## What you should do
Extract each line of the records below that contains the word "junk".
** Opening Dataset records block **
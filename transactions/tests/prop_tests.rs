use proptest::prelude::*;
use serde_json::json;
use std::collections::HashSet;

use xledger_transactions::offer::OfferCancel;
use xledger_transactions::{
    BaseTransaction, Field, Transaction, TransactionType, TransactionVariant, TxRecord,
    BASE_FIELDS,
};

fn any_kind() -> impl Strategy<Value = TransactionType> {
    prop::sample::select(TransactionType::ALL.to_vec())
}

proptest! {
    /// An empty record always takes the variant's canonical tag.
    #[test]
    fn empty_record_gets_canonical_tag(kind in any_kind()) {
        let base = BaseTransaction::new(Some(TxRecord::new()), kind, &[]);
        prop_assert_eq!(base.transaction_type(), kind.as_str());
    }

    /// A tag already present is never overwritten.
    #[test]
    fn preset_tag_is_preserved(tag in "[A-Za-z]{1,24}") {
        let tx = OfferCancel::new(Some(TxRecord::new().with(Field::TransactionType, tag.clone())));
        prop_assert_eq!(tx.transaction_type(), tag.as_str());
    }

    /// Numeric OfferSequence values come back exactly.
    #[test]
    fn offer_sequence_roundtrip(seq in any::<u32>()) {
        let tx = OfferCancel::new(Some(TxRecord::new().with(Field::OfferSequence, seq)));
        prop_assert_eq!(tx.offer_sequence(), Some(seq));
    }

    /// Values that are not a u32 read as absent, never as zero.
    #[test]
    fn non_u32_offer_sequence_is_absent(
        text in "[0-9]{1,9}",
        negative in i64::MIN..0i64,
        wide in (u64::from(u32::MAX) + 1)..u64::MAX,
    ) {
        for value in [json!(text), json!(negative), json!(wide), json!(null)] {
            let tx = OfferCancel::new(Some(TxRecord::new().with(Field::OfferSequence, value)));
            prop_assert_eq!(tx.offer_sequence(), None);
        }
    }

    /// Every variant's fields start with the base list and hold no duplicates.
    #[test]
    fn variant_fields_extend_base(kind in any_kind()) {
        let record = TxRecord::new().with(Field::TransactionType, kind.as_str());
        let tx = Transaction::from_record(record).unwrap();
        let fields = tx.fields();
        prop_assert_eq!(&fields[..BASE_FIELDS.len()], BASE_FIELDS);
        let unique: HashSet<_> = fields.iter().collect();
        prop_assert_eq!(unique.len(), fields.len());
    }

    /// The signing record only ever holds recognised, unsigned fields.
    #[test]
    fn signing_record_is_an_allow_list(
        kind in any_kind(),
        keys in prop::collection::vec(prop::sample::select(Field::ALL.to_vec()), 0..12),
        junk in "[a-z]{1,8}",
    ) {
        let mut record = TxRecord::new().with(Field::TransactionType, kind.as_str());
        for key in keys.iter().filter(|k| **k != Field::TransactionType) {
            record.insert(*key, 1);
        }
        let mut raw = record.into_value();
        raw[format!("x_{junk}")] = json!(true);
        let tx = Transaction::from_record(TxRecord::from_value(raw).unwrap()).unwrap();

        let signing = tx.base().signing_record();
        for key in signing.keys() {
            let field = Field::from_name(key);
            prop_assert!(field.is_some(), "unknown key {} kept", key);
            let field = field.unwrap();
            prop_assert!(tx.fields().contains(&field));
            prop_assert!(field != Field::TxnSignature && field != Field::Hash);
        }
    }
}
** Closing Dataset records block **
** Opening Dataset records block **
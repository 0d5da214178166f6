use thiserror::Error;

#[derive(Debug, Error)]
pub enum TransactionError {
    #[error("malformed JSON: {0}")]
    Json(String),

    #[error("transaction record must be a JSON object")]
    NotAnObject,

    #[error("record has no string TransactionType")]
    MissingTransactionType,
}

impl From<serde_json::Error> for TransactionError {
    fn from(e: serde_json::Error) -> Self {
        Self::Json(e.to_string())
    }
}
** Closing Dataset records block **
## Result
        junk in "[a-z]{1,8}",
        raw[format!("x_{junk}")] = json!(true);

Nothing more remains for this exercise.